One of my toe straps broke and I tried to call Burton for a replacement. The guy was really nice on the phone and was quick to say that he would replace the strap. After we talked for awhile it didn't sound like we both understood what part needed to be replaced. He kept saying that the strap screws into another piece near the baseplate with a philips head screwdriver. This piece is what I think he wanted to replace. Looking at what I have I don't see anything that resembles what he's talking about. Are the newer Burtons designed differently or am I missing something? These are 2004 Freestyle bindings.

I think the pictures explain what I have and how the straps attach.

Thanks!


----------



## Guest (Jan 7, 2009)

On the newer burton bindings, the strap is 3 pieces. One piece is the side with the ratchet grooves. I'll call this part C. The side with the ratchet mechanism is actually two parts. Part A is the soft piece that goes over your toe, part B is a plastic insert similar to part C that allows you to adjust the length of the strap. I'll post a picture in a second.


This picture shows part C facing the camera:















This picture shows parts A and B. Do you see how the small brown strap (part B) sort of goes inside the big leather strap (part A)? Under the circular brown cap thingy there is a small screw that allows you to adjust the strap shorter or longer. In this picture, they are adjusted all the way short.












Hopefully these clarify a bit, I think this type of binding is what the customer service guy is used to.


----------



## arsenic0 (Nov 11, 2008)

Regardless it looks like you got the same type of strap that was broken, so why not just put it back together the way it came apart?


----------



## Guest (Jan 7, 2009)

arsenic0 said:


> Regardless it looks like you got the same type of strap that was broken, so why not just put it back together the way it came apart?


It sounds to me like he doesn't have anything yet, and the guy from Burton wants to send him a piece from one of the newer models, which probably won't work. 

OP, if they don't carry the part you need anymore, see if they will send you both pieces (parts A and B in the discussion above), or all three pieces. Maybe you can get them to work in the old binding.


----------



## Guest (Jan 8, 2009)

Thanks for the explanation guys! I figured that there was a newer design which the guy was referring to. I called Burton back and they said they will send parts A and B (at least I hope). We'll see what shows up at my door next week.
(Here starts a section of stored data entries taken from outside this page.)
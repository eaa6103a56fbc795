//! Memoized subscription-pattern matching.

use crate::routing::path;
use parking_lot::Mutex;
use std::collections::{HashMap, HashSet};

type MatchLookup = HashMap<String, HashSet<String>>;

#[derive(Default)]
struct MatchCache {
    // pattern -> paths known to match it
    confirmed_matches: MatchLookup,
    // path -> patterns known not to match it
    confirmed_no_matches: MatchLookup,
}

impl MatchCache {
    fn lookup(&self, pattern: &str, event_path: &str) -> Option<bool> {
        if self
            .confirmed_matches
            .get(pattern)
            .is_some_and(|paths| paths.contains(event_path))
        {
            return Some(true);
        }

        if self
            .confirmed_no_matches
            .get(event_path)
            .is_some_and(|patterns| patterns.contains(pattern))
        {
            return Some(false);
        }

        None
    }

    fn record(&mut self, pattern: &str, event_path: &str, matched: bool) {
        let (outer, inner) = if matched {
            (&mut self.confirmed_matches, (pattern, event_path))
        } else {
            (&mut self.confirmed_no_matches, (event_path, pattern))
        };

        outer
            .entry(inner.0.to_string())
            .or_default()
            .insert(inner.1.to_string());
    }

    #[cfg(test)]
    fn len(&self) -> usize {
        self.confirmed_matches.values().map(HashSet::len).sum::<usize>()
            + self
                .confirmed_no_matches
                .values()
                .map(HashSet::len)
                .sum::<usize>()
    }
}

/// Pattern matcher backed by an append-only match/no-match cache.
///
/// The cache is unbounded and never evicted: the predicate is a pure function of two
/// immutable strings and the path/pattern space of a deployment is expected to stay small.
#[derive(Default)]
pub(crate) struct PatternMatcher {
    cache: Mutex<MatchCache>,
}

impl PatternMatcher {
    pub(crate) fn new() -> Self {
        Self::default()
    }

    pub(crate) fn test(&self, pattern: &str, event_path: &str) -> bool {
        if pattern.is_empty() || event_path.is_empty() {
            return false;
        }

        let mut cache = self.cache.lock();
        if let Some(cached) = cache.lookup(pattern, event_path) {
            return cached;
        }

        let matched = path::matches(pattern, event_path);
        cache.record(pattern, event_path, matched);
        matched
    }

    /// Number of memoized (pattern, path) outcomes.
    #[cfg(test)]
    fn cached_entries(&self) -> usize {
        self.cache.lock().len()
    }

    pub(crate) fn reset(&self) {
        *self.cache.lock() = MatchCache::default();
    }
}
And that strap is off the other binding. I have one broken strap and one in tact strap. I just put it in the picture for reference.
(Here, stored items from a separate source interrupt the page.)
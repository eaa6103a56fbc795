/********************************************************************************
 * Copyright (c) 2026 Contributors to the Eclipse Foundation
 *
 * See the NOTICE file(s) distributed with this work for additional
 * information regarding copyright ownership.
 *
 * This program and the accompanying materials are made available under the
 * terms of the Apache License Version 2.0 which is available at
 * https://www.apache.org/licenses/LICENSE-2.0
 *
 * SPDX-License-Identifier: Apache-2.0
 ********************************************************************************/

//! # uns-router
//!
//! `uns-router` is an in-process Unified Namespace publish/subscribe router for industrial
//! event data. Transports (MQTT, Sparkplug B, ...) plug in as connections; the router owns
//! namespace resolution, wildcard pattern matching, the middleware pipeline and typed
//! consumers.
//!
//! ## Quick start
//!
//! ```
//! use std::sync::Arc;
//! use uns_router::{NamespaceConfig, UnsRouter};
//!
//! # pub mod loopback {
//! #     use std::sync::Arc;
//! #     use async_trait::async_trait;
//! #     use parking_lot::Mutex;
//! #     use uns_router::{Connection, ConnectionError, Event, EventListener};
//! #     use uns_router::{InboundConnection, OutboundConnection};
//! #
//! #     #[derive(Default)]
//! #     pub struct Loopback {
//! #         listeners: Mutex<Vec<Arc<dyn EventListener>>>,
//! #     }
//! #
//! #     #[async_trait]
//! #     impl Connection for Loopback {
//! #         fn id(&self) -> &str { "loopback" }
//! #         async fn start(&self) -> Result<(), ConnectionError> { Ok(()) }
//! #         async fn stop(&self) -> Result<(), ConnectionError> { Ok(()) }
//! #     }
//! #
//! #     #[async_trait]
//! #     impl InboundConnection for Loopback {
//! #         async fn register_listener(
//! #             &self,
//! #             listener: Arc<dyn EventListener>,
//! #         ) -> Result<(), ConnectionError> {
//! #             self.listeners.lock().push(listener);
//! #             Ok(())
//! #         }
//! #         async fn unregister_listener(
//! #             &self,
//! #             listener: Arc<dyn EventListener>,
//! #         ) -> Result<(), ConnectionError> {
//! #             self.listeners.lock().retain(|l| !Arc::ptr_eq(l, &listener));
//! #             Ok(())
//! #         }
//! #     }
//! #
//! #     #[async_trait]
//! #     impl OutboundConnection for Loopback {
//! #         async fn publish(&self, event: Event) -> Result<(), ConnectionError> {
//! #             let listeners = self.listeners.lock().clone();
//! #             for listener in listeners {
//! #                 listener.on_event("loopback", event.clone()).await;
//! #             }
//! #             Ok(())
//! #         }
//! #     }
//! # }
//! # tokio::runtime::Runtime::new().unwrap().block_on(async {
//! let router = UnsRouter::new("quick-start");
//! router.register_namespace(NamespaceConfig::new("Plant1/ERP"));
//! router
//!     .add_connection(Arc::new(loopback::Loopback::default()))
//!     .await
//!     .unwrap();
//!
//! let everything = router.subscribe("#");
//! router.start().await.unwrap();
//!
//! // The loopback connection feeds published events straight back in.
//! let accepted = router.publish_scalar("Plant1/ERP/Status", "OK", None).await;
//!
//! assert_eq!(accepted, 1);
//! assert_eq!(everything.delivered_count(), 1);
//! router.stop().await.unwrap();
//! # });
//! ```
//!
//! ## Internal architecture map
//!
//! - API facade: [`UnsRouter`]
//! - Control plane: connection tables, identity keys and lifecycle state
//! - Routing: path algebra, namespace registry, cached pattern matching, consumer directory
//! - Middleware: ordered stages with time deadband, value deadband and report-by-exception
//! - Data plane: ingress listener, inbound dispatch and egress publish
//!
//! ## Observability model
//!
//! The crate uses `tracing` for logs/events. Library code emits events and does not
//! initialize a global subscriber. Binaries and tests are responsible for one-time
//! `tracing_subscriber` initialization at process boundaries.

mod config;
pub use config::{ConfigError, MiddlewareConfig, RouterConfig};

mod connection;
pub use connection::{
    Connection, ConnectionError, ConnectionErrorCode, ConnectionRole, ConnectionStatus,
    EventListener, InboundConnection, OutboundConnection,
};

mod consumer;
pub use consumer::decode::{self, DecodeFn, NamedVariants};
pub use consumer::{Consumer, ConsumerListener};

mod control_plane;
pub use control_plane::router_state::RouterState;

mod data_plane;

mod error;
pub use error::RouterError;

mod event;
pub use event::{ContentType, Event, ScalarContent};

pub mod middleware;
pub use middleware::{DeadbandPeriod, DeadbandValue, Middleware, ReportByException};

mod namespace;
pub use namespace::{NamespaceConfig, NamespaceKind, NamespaceType};

#[doc(hidden)]
pub mod observability;

mod routing;
pub use routing::path;

mod router;
pub use router::UnsRouter;
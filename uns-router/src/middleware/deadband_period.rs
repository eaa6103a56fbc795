//! Time deadband: forwards at most one event per path per minimum period.

use crate::event::Event;
use crate::middleware::Middleware;
use crate::routing::path;
use chrono::{DateTime, TimeDelta, Utc};
use dashmap::mapref::entry::Entry;
use dashmap::DashMap;
use std::time::Duration;

pub const DEADBAND_PERIOD_ID: &str = "DEADBAND_PERIOD";

/// Suppresses events arriving sooner than `min_period` after the last forwarded one for the
/// same path.
///
/// Timestamps come from the events themselves, never from the wall clock.
pub struct DeadbandPeriod {
    min_period: TimeDelta,
    scope: Option<String>,
    last_forwarded: DashMap<String, DateTime<Utc>>,
}

impl DeadbandPeriod {
    pub fn new(min_period: Duration) -> Self {
        Self {
            min_period: TimeDelta::from_std(min_period).unwrap_or(TimeDelta::MAX),
            scope: None,
            last_forwarded: DashMap::new(),
        }
    }

    /// Restricts the deadband to paths matching `pattern`; other paths pass through.
    pub fn with_scope(mut self, pattern: &str) -> Self {
        self.scope = (!pattern.is_empty()).then(|| pattern.to_string());
        self
    }

    fn in_scope(&self, event_path: &str) -> bool {
        self.scope
            .as_deref()
            .map_or(true, |pattern| path::matches(pattern, event_path))
    }
}

impl Middleware for DeadbandPeriod {
    fn id(&self) -> &str {
        DEADBAND_PERIOD_ID
    }

    fn process(&self, event: Event) -> Option<Event> {
        if !self.in_scope(&event.path) {
            return Some(event);
        }

        // The entry guard serializes concurrent events for the same path.
        match self.last_forwarded.entry(event.path.clone()) {
            Entry::Vacant(vacant) => {
                vacant.insert(event.timestamp);
                Some(event)
            }
            Entry::Occupied(mut occupied) => {
                if event.timestamp.signed_duration_since(*occupied.get()) >= self.min_period {
                    occupied.insert(event.timestamp);
                    Some(event)
                } else {
                    None
                }
            }
        }
    }
}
Also, is the new design attach to the base plate the same way? Just has a plug type thing that disallows the strap from being pulled through? The last picture that I took sort of illustrates this. If so I think that the new straps will work.


----------



## arsenic0 (Nov 11, 2008)

Sounds good, that makes more sense.

I was like uhh, he has the broken one and they sent him the one next to it that looks fine..just put it back together? 
From what i can see in your pictures they look to have the same type of connection for the strap that you mentioned


----------



## Guest (Jan 8, 2009)

friedguy said:


> Also, is the new design attach to the base plate the same way? Just has a plug type thing that disallows the strap from being pulled through? The last picture that I took sort of illustrates this. If so I think that the new straps will work.


It's actually slightly different. The newer ones just have a small plastic plug built in to the strap that you can pull up into one of two holes. Can you take a picture of the bottom of your binding so that the attachment point is visible? I might be able to tell you if it seems like the new straps will work.


----------



## Guest (Jan 9, 2009)

jimmerjammermrk said:


> It's actually slightly different. The newer ones just have a small plastic plug built in to the strap that you can pull up into one of two holes. Can you take a picture of the bottom of your binding so that the attachment point is visible? I might be able to tell you if it seems like the new straps will work.
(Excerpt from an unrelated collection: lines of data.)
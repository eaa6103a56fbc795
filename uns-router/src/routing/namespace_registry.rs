//! Path-scoped namespace storage with a permanent per-path resolution cache.

use crate::namespace::NamespaceConfig;
use crate::observability::events;
use crate::routing::path;
use parking_lot::Mutex;
use std::collections::{BTreeMap, HashMap};
use std::sync::Arc;
use tracing::{debug, warn};

const COMPONENT: &str = "namespace_registry";

#[derive(Default)]
struct NamespaceState {
    // Ordered by path so resolution can scan in descending order.
    namespaces: BTreeMap<String, Arc<NamespaceConfig>>,
    // Event path -> winning namespace path. Never invalidated by later registrations.
    resolution_cache: HashMap<String, String>,
}

/// Namespace registry keyed by path prefix.
///
/// Registry and cache share a single lock so every call is linearizable.
#[derive(Default)]
pub(crate) struct NamespaceRegistry {
    state: Mutex<NamespaceState>,
}

impl NamespaceRegistry {
    pub(crate) fn new() -> Self {
        Self::default()
    }

    /// Inserts or replaces the namespace stored under `config.path`.
    pub(crate) fn register(&self, config: NamespaceConfig) -> bool {
        if config.path.is_empty() {
            warn!(
                event = events::NAMESPACE_REGISTER_REJECTED,
                component = COMPONENT,
                reason = "empty_path",
                "ignoring namespace without a path"
            );
            return false;
        }

        let namespace_path = config.path.clone();
        let replaced = self
            .state
            .lock()
            .namespaces
            .insert(namespace_path.clone(), Arc::new(config))
            .is_some();

        debug!(
            event = events::NAMESPACE_REGISTER,
            component = COMPONENT,
            namespace = namespace_path.as_str(),
            replaced,
            "registered namespace"
        );
        true
    }

    /// Resolves the namespace owning `event_path`.
    ///
    /// Candidates are scanned in descending lexicographic order of their path and the first
    /// strict ancestor wins. The winner is cached for `event_path`; a miss is not cached.
    pub(crate) fn resolve(&self, event_path: &str) -> Option<Arc<NamespaceConfig>> {
        if event_path.is_empty() {
            return None;
        }

        let mut state = self.state.lock();

        if let Some(namespace_path) = state.resolution_cache.get(event_path) {
            return state.namespaces.get(namespace_path).cloned();
        }

        let winner = state
            .namespaces
            .iter()
            .rev()
            .find(|(namespace_path, _)| path::is_descendant_of(namespace_path, event_path))
            .map(|(_, config)| config.clone())?;

        state
            .resolution_cache
            .insert(event_path.to_string(), winner.path.clone());

        debug!(
            event = events::NAMESPACE_RESOLVED,
            component = COMPONENT,
            path = event_path,
            namespace = winner.path.as_str(),
            "cached namespace resolution"
        );
        Some(winner)
    }

    pub(crate) fn get(&self, namespace_path: &str) -> Option<Arc<NamespaceConfig>> {
        self.state.lock().namespaces.get(namespace_path).cloned()
    }

    pub(crate) fn len(&self) -> usize {
        self.state.lock().namespaces.len()
    }

    /// Clears cached resolutions; registered namespaces are kept.
    pub(crate) fn reset_cache(&self) {
        self.state.lock().resolution_cache.clear();
    }
}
Doesn't the second picture I took show the bottom attachment point? From the way you describe it, I think it will work. The slider will just pull through the bottom then the strap will attach onto that. Hopefully they are sending everything that I need. Their customer service really is top notch.


----------



## Guest (Jan 9, 2009)

Yeah actually I didn't notice the second picture. Looks like it will work.


----------